#### WORK INSTRUCTIONS:
Look through the data below for the string "StackRuntime", and copy every line where it turns up.

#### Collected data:

----------------

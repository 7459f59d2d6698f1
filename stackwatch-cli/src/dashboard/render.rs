use std::time::Duration;

use ratatui::{
    Frame,
    layout::{Constraint, Direction, Layout, Rect},
    text::{Line, Span, Text},
    widgets::{Block, Borders, Cell, Paragraph, Row, Table, TableState, Wrap},
};

use stackwatch_core::catalog::Catalog;
use stackwatch_core::dashboard::DashboardView;

use crate::ui::Theme;

const KEY_HINTS: [(&str, &str); 6] = [
    ("↑↓", "select"),
    ("p", "pause"),
    ("o", "open"),
    ("u/r/s/d", "service"),
    ("U/D", "stack"),
    ("q", "quit"),
];

pub fn draw(
    frame: &mut Frame,
    view: &DashboardView,
    catalog: &Catalog,
    theme: &Theme,
    refresh: Duration,
) {
    let rows = Layout::default()
        .direction(Direction::Vertical)
        .constraints([
            Constraint::Length(1),
            Constraint::Min(5),
            Constraint::Length(1),
        ])
        .split(frame.area());

    let body = Layout::default()
        .direction(Direction::Horizontal)
        .constraints([Constraint::Percentage(38), Constraint::Percentage(62)])
        .split(rows[1]);

    let right = Layout::default()
        .direction(Direction::Vertical)
        .constraints([Constraint::Length(8), Constraint::Min(3)])
        .split(body[1]);

    draw_header(frame, rows[0], view, theme, refresh);
    draw_services(frame, body[0], view, catalog, theme);
    draw_details(frame, right[0], view, catalog, theme);
    draw_logs(frame, right[1], view, theme);
    draw_footer(frame, rows[2], view, theme);
}

fn draw_header(
    frame: &mut Frame,
    area: Rect,
    view: &DashboardView,
    theme: &Theme,
    refresh: Duration,
) {
    let total = view.services.len();
    let ready = view
        .services
        .iter()
        .filter(|key| view.readiness.get(*key).is_some_and(|r| r.ready))
        .count();

    let mut spans = vec![
        Span::styled(" stack ", theme.section_header_style()),
        Span::styled(
            format!("{ready}/{total} ready · refresh {:.1}s", refresh.as_secs_f64()),
            theme.text_dim_style(),
        ),
    ];
    if view.paused {
        spans.push(Span::styled("  PAUSED", theme.warn_style()));
    }
    frame.render_widget(Paragraph::new(Line::from(spans)), area);
}

fn draw_services(
    frame: &mut Frame,
    area: Rect,
    view: &DashboardView,
    catalog: &Catalog,
    theme: &Theme,
) {
    let rows: Vec<Row> = view
        .services
        .iter()
        .map(|key| {
            let snapshot = view.snapshots.get(key);
            let readiness = view.readiness.get(key);
            let state_label = snapshot.map(|s| s.state.as_str()).unwrap_or("missing");
            Row::new(vec![
                Cell::from(Line::from(vec![
                    Span::styled(theme.state_icon(snapshot), theme.state_style(snapshot)),
                    Span::raw(" "),
                    Span::styled(catalog.display_name(key).to_string(), theme.text_style()),
                ])),
                Cell::from(Span::styled(state_label, theme.state_style(snapshot))),
                Cell::from(Span::styled(
                    theme.readiness_label(readiness),
                    theme.readiness_style(readiness),
                )),
            ])
        })
        .collect();

    let table = Table::new(
        rows,
        [
            Constraint::Min(12),
            Constraint::Length(10),
            Constraint::Length(9),
        ],
    )
    .header(Row::new(vec!["Service", "State", "Ready"]).style(theme.text_muted_style()))
    .block(
        Block::default()
            .borders(Borders::ALL)
            .border_style(theme.focused_border_style())
            .title(" Services "),
    )
    .row_highlight_style(theme.selection_style());

    let mut table_state = TableState::default();
    table_state.select(view.selected);
    frame.render_stateful_widget(table, area, &mut table_state);
}

fn draw_details(
    frame: &mut Frame,
    area: Rect,
    view: &DashboardView,
    catalog: &Catalog,
    theme: &Theme,
) {
    let block = Block::default()
        .borders(Borders::ALL)
        .border_style(theme.subtle_border_style())
        .title(" Details ");

    let Some(key) = view.selected_service() else {
        let empty = Paragraph::new("No services found.")
            .style(theme.text_muted_style())
            .block(block);
        frame.render_widget(empty, area);
        return;
    };

    let definition = catalog.get(key);
    let snapshot = view.snapshots.get(key);
    let readiness = view.readiness.get(key);
    let label = |text: &'static str| Span::styled(format!("{text:<9}"), theme.text_muted_style());

    let mut lines = vec![Line::from(vec![
        Span::styled(catalog.display_name(key).to_string(), theme.title_style()),
        Span::styled(format!("  ({key})"), theme.text_dim_style()),
    ])];

    if let Some(def) = definition {
        let mut kind = def.category.label().to_string();
        if def.one_shot {
            kind.push_str(", one-shot");
        }
        if catalog.is_core(key) {
            kind.push_str(", core");
        }
        lines.push(Line::from(vec![label("Kind"), Span::raw(kind)]));
        if let Some(description) = &def.description {
            lines.push(Line::from(vec![
                label("About"),
                Span::styled(description.clone(), theme.text_dim_style()),
            ]));
        }
    }

    let container = match snapshot {
        Some(snap) => {
            let mut text = snap.state.to_string();
            if let Some(code) = snap.exit_code {
                text.push_str(&format!(" (exit {code})"));
            }
            if let Some(status) = &snap.status {
                text.push_str(&format!(" · {status}"));
            }
            text
        }
        None => "not created".into(),
    };
    lines.push(Line::from(vec![
        label("State"),
        Span::styled(container, theme.state_style(snapshot)),
    ]));

    let health = snapshot.and_then(|s| s.health);
    lines.push(Line::from(vec![
        label("Health"),
        Span::styled(
            health.map(|h| h.as_str()).unwrap_or("no healthcheck"),
            theme.health_style(health),
        ),
    ]));

    let ready_text = match readiness {
        Some(r) => {
            let verdict = if r.ready { "ready" } else { "not ready" };
            format!("{verdict} via {}: {}", r.source, r.detail)
        }
        None => "not probed yet".into(),
    };
    lines.push(Line::from(vec![
        label("Ready"),
        Span::styled(ready_text, theme.readiness_style(readiness)),
    ]));

    if let Some(url) = definition.and_then(|def| def.urls.first()) {
        lines.push(Line::from(vec![
            label("URL"),
            Span::styled(url.clone(), theme.text_dim_style()),
        ]));
    }

    let details = Paragraph::new(Text::from(lines))
        .block(block)
        .wrap(Wrap { trim: true });
    frame.render_widget(details, area);
}

fn draw_logs(frame: &mut Frame, area: Rect, view: &DashboardView, theme: &Theme) {
    let title = match view.selected_service() {
        Some(key) => format!(" Logs: {key} "),
        None => " Logs ".into(),
    };

    // Show the tail that fits inside the borders
    let visible = area.height.saturating_sub(2) as usize;
    let all: Vec<&str> = view.logs_text.lines().collect();
    let tail = &all[all.len().saturating_sub(visible)..];
    let lines: Vec<Line> = tail.iter().map(|line| Line::raw(*line)).collect();

    let logs = Paragraph::new(Text::from(lines))
        .style(theme.text_dim_style())
        .block(
            Block::default()
                .borders(Borders::ALL)
                .border_style(theme.subtle_border_style())
                .title(title),
        );
    frame.render_widget(logs, area);
}

fn draw_footer(frame: &mut Frame, area: Rect, view: &DashboardView, theme: &Theme) {
    let mut spans = Vec::new();
    for (key, action) in KEY_HINTS {
        spans.push(Span::styled(format!(" {key}"), theme.key_hint_style()));
        spans.push(Span::styled(format!(" {action} "), theme.text_muted_style()));
    }

    if let Some(error) = &view.last_error {
        spans.push(Span::styled(format!(" ✗ {error}"), theme.error_style()));
    } else if let Some(status) = &view.action_status {
        spans.push(Span::styled(format!(" {status}"), theme.warn_style()));
    }

    frame.render_widget(Paragraph::new(Line::from(spans)), area);
}
//! Tracing subscriber setup
//!
//! Plain commands log to stderr. The dashboard owns the terminal, so it logs
//! to a file in the temp dir instead.

use std::path::PathBuf;

use tracing_appender::non_blocking::WorkerGuard;
use tracing_subscriber::EnvFilter;

const DEFAULT_FILTER: &str = "stackwatch_core=info,stack=info";
const LOG_FILE: &str = "stackwatch-tui.log";

fn env_filter() -> EnvFilter {
    EnvFilter::try_from_default_env().unwrap_or_else(|_| EnvFilter::new(DEFAULT_FILTER))
}

pub fn init_stderr() {
    let _ = tracing_subscriber::fmt()
        .with_env_filter(env_filter())
        .with_writer(std::io::stderr)
        .with_target(false)
        .try_init();
}

/// Keep the returned guard alive for the whole run or buffered lines are lost
pub fn init_file() -> WorkerGuard {
    let appender = tracing_appender::rolling::never(std::env::temp_dir(), LOG_FILE);
    let (writer, guard) = tracing_appender::non_blocking(appender);
    let _ = tracing_subscriber::fmt()
        .with_env_filter(env_filter())
        .with_writer(writer)
        .with_ansi(false)
        .try_init();
    guard
}

pub fn log_file_path() -> PathBuf {
    std::env::temp_dir().join(LOG_FILE)
}
//! Runtime trait for the container backend
//!
//! The orchestrator and the dashboard only talk to the stack through
//! [`StackRuntime`]. The compose implementation lives in [`crate::compose`];
//! tests use [`crate::fake::FakeRuntime`].

use std::time::Duration;

use async_trait::async_trait;
use thiserror::Error;

use crate::catalog::ServiceKey;
use crate::snapshot::SnapshotMap;

/// Errors that can occur while driving the runtime
#[derive(Debug, Error)]
pub enum RuntimeError {
    /// The tool itself could not be found or launched
    #[error("`{program}` is not available; is Docker installed and on PATH?")]
    Unavailable { program: String },

    #[error("`{command}` failed ({}): {stderr}", describe_exit(.exit_code))]
    CommandFailed {
        command: String,
        exit_code: Option<i32>,
        stderr: String,
    },

    #[error("`{command}` did not finish within {}s", .timeout.as_secs())]
    TimedOut { command: String, timeout: Duration },

    #[error("`{command}`: {source}")]
    Io {
        command: String,
        #[source]
        source: std::io::Error,
    },
}

fn describe_exit(code: &Option<i32>) -> String {
    match code {
        Some(code) => format!("exit {code}"),
        None => "killed by signal".into(),
    }
}

impl RuntimeError {
    pub fn exit_code(&self) -> Option<i32> {
        match self {
            RuntimeError::CommandFailed { exit_code, .. } => *exit_code,
            _ => None,
        }
    }

    /// The failing command line, when there is one
    pub fn command(&self) -> Option<&str> {
        match self {
            RuntimeError::CommandFailed { command, .. }
            | RuntimeError::TimedOut { command, .. }
            | RuntimeError::Io { command, .. } => Some(command),
            RuntimeError::Unavailable { .. } => None,
        }
    }

    /// Worth another bring-up attempt. A missing tool never fixes itself.
    pub fn is_retryable(&self) -> bool {
        matches!(
            self,
            RuntimeError::CommandFailed { .. } | RuntimeError::TimedOut { .. }
        )
    }
}

/// Per-service operations offered from the dashboard
#[derive(Clone, Copy, Debug, PartialEq, Eq)]
pub enum ServiceAction {
    Up,
    Restart,
    Stop,
    Remove,
}

impl ServiceAction {
    pub fn label(&self) -> &'static str {
        match self {
            ServiceAction::Up => "Start",
            ServiceAction::Restart => "Restart",
            ServiceAction::Stop => "Stop",
            ServiceAction::Remove => "Remove",
        }
    }
}

/// Everything the supervisor needs from the container backend
#[async_trait]
pub trait StackRuntime: Send + Sync {
    /// Service names declared in the stack manifest
    async fn list_services(&self) -> Result<Vec<ServiceKey>, RuntimeError>;

    /// Current state of every container in the project, stopped ones included
    async fn snapshot_all(&self) -> Result<SnapshotMap, RuntimeError>;

    /// Last `lines` lines of a service's combined output
    async fn tail_logs(&self, key: &str, lines: usize) -> Result<String, RuntimeError>;

    /// Create and start every service, detached
    async fn bring_up(&self) -> Result<(), RuntimeError>;

    /// Stop and remove the stack, optionally with its named volumes
    async fn tear_down(&self, remove_volumes: bool) -> Result<(), RuntimeError>;

    async fn service_action(&self, action: ServiceAction, key: &str) -> Result<(), RuntimeError>;

    /// Stream logs to the terminal until the tool exits or the future is
    /// dropped. `None` follows every service.
    async fn follow_logs(&self, key: Option<&str>, lines: usize) -> Result<(), RuntimeError>;
}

----------------

#### THE ANSWER:
//! [`StackRuntime`]. The compose implementation lives in [`crate::compose`];
pub trait StackRuntime: Send + Sync {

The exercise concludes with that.